__Task objective__
Go over the entries below line by line, copying each one that contains the word "Network".

====== Data for analysis

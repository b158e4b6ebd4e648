use crate::adapters::{
    BackendClient, HttpCustomerRepository, HttpLoanRepository, HttpMovieRepository,
    HttpTopicRepository,
};
use crate::config::ClientSettings;
use crate::core::{CustomerServiceImpl, LoanServiceImpl, MovieServiceImpl, TopicServiceImpl};
use crate::domain::ports::ConfigProvider;
use crate::utils::error::Result;
use crate::utils::validation::Validate;

/// Every service wired to its HTTP repository over one shared backend client.
pub struct RentalServices {
    pub movies: MovieServiceImpl<HttpMovieRepository>,
    pub customers: CustomerServiceImpl<HttpCustomerRepository>,
    pub topics: TopicServiceImpl<HttpTopicRepository>,
    pub loans: LoanServiceImpl<HttpLoanRepository>,
}

impl RentalServices {
    pub fn new(backend: BackendClient) -> Self {
        tracing::debug!("Wiring services against {}", backend.base_url());
        Self {
            movies: MovieServiceImpl::new(HttpMovieRepository::new(backend.clone())),
            customers: CustomerServiceImpl::new(HttpCustomerRepository::new(backend.clone())),
            topics: TopicServiceImpl::new(HttpTopicRepository::new(backend.clone())),
            loans: LoanServiceImpl::new(HttpLoanRepository::new(backend)),
        }
    }

    pub fn connect<C: ConfigProvider + ?Sized>(config: &C) -> Result<Self> {
        Ok(Self::new(BackendClient::from_config(config)?))
    }

    /// Builds the services from `VHS_API_URL` / `VHS_TIMEOUT_SECONDS`.
    pub fn from_env() -> Result<Self> {
        let settings = ClientSettings::from_env()?;
        settings.validate()?;
        Self::connect(&settings)
    }
}
use reqwest::StatusCode;
use thiserror::Error;

/// Why a backend operation failed.
#[derive(Debug, Clone, Copy, PartialEq, Eq, Hash)]
pub enum FailureKind {
    /// The request never got a response (connection refused, DNS, broken pipe).
    Network,
    Timeout,
    /// The backend answered 404.
    NotFound,
    /// The backend rejected the request (any other 4xx).
    Validation,
    /// 5xx, or any other non-success status.
    Server,
    /// A success status whose body could not be decoded into the entity.
    InvalidResponse,
}

impl FailureKind {
    pub fn from_status(status: StatusCode) -> Self {
        if status == StatusCode::NOT_FOUND {
            FailureKind::NotFound
        } else if status.is_client_error() {
            FailureKind::Validation
        } else {
            FailureKind::Server
        }
    }

    pub fn from_transport(error: &reqwest::Error) -> Self {
        if error.is_timeout() {
            FailureKind::Timeout
        } else if error.is_decode() {
            FailureKind::InvalidResponse
        } else if error.is_builder() {
            FailureKind::Validation
        } else if let Some(status) = error.status() {
            FailureKind::from_status(status)
        } else {
            FailureKind::Network
        }
    }

    pub fn is_transient(&self) -> bool {
        matches!(
            self,
            FailureKind::Network | FailureKind::Timeout | FailureKind::Server
        )
    }
}

#[derive(Debug, Clone, Copy, PartialEq, Eq)]
pub enum ErrorSeverity {
    Low,
    Medium,
    High,
    Critical,
}

#[derive(Error, Debug)]
pub enum RentalError {
    /// A repository operation failed. Displays only the localized message;
    /// `kind`, `status` and `detail` keep the original diagnostic.
    #[error("{message}")]
    Operation {
        kind: FailureKind,
        status: Option<u16>,
        detail: String,
        message: String,
    },

    #[error("Configuration error: {message}")]
    ConfigError { message: String },

    #[error("Invalid value '{value}' for {field}: {reason}")]
    InvalidConfigValueError {
        field: String,
        value: String,
        reason: String,
    },

    #[error("IO error: {0}")]
    IoError(#[from] std::io::Error),

    #[error("Serialization error: {0}")]
    SerializationError(#[from] serde_json::Error),
}

impl RentalError {
    pub fn operation(
        kind: FailureKind,
        message: impl Into<String>,
        status: Option<StatusCode>,
        detail: impl Into<String>,
    ) -> Self {
        RentalError::Operation {
            kind,
            status: status.map(|s| s.as_u16()),
            detail: detail.into(),
            message: message.into(),
        }
    }

    pub fn kind(&self) -> Option<FailureKind> {
        match self {
            RentalError::Operation { kind, .. } => Some(*kind),
            _ => None,
        }
    }

    pub fn status(&self) -> Option<u16> {
        match self {
            RentalError::Operation { status, .. } => *status,
            _ => None,
        }
    }

    pub fn detail(&self) -> Option<&str> {
        match self {
            RentalError::Operation { detail, .. } => Some(detail),
            _ => None,
        }
    }

    pub fn is_not_found(&self) -> bool {
        self.kind() == Some(FailureKind::NotFound)
    }

    pub fn severity(&self) -> ErrorSeverity {
        match self {
            RentalError::Operation { kind, .. } if kind.is_transient() => ErrorSeverity::Medium,
            RentalError::Operation { .. } => ErrorSeverity::High,
            RentalError::SerializationError(_) => ErrorSeverity::High,
            RentalError::ConfigError { .. }
            | RentalError::InvalidConfigValueError { .. }
            | RentalError::IoError(_) => ErrorSeverity::Critical,
        }
    }

    pub fn user_friendly_message(&self) -> String {
        match self {
            RentalError::Operation { message, .. } => message.clone(),
            RentalError::SerializationError(e) => format!("JSON inválido: {}", e),
            other => other.to_string(),
        }
    }

    pub fn recovery_suggestion(&self) -> &'static str {
        match self {
            RentalError::Operation { kind, .. } => match kind {
                FailureKind::Network => "Check that the backend is running and the API URL is reachable",
                FailureKind::Timeout => "The backend is slow to respond; raise --timeout-seconds or try again later",
                FailureKind::NotFound => "Verify the id exists with the matching `list` command",
                FailureKind::Validation => "Review the submitted fields; the backend rejected them",
                FailureKind::Server => "The backend failed while handling the request; check its logs",
                FailureKind::InvalidResponse => "The backend replied with an unexpected body; check the API version",
            },
            RentalError::SerializationError(_) => "Pass a valid JSON object to --json",
            RentalError::ConfigError { .. }
            | RentalError::InvalidConfigValueError { .. } => {
                "Fix the configuration file, --api-url or VHS_API_URL"
            }
            RentalError::IoError(_) => "Check that the configuration file exists and is readable",
        }
    }
}

pub type Result<T> = std::result::Result<T, RentalError>;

============

__Answer to this exercise__
    Network,
            FailureKind::Network
            FailureKind::Network | FailureKind::Timeout | FailureKind::Server
                FailureKind::Network => "Check that the backend is running and the API URL is reachable",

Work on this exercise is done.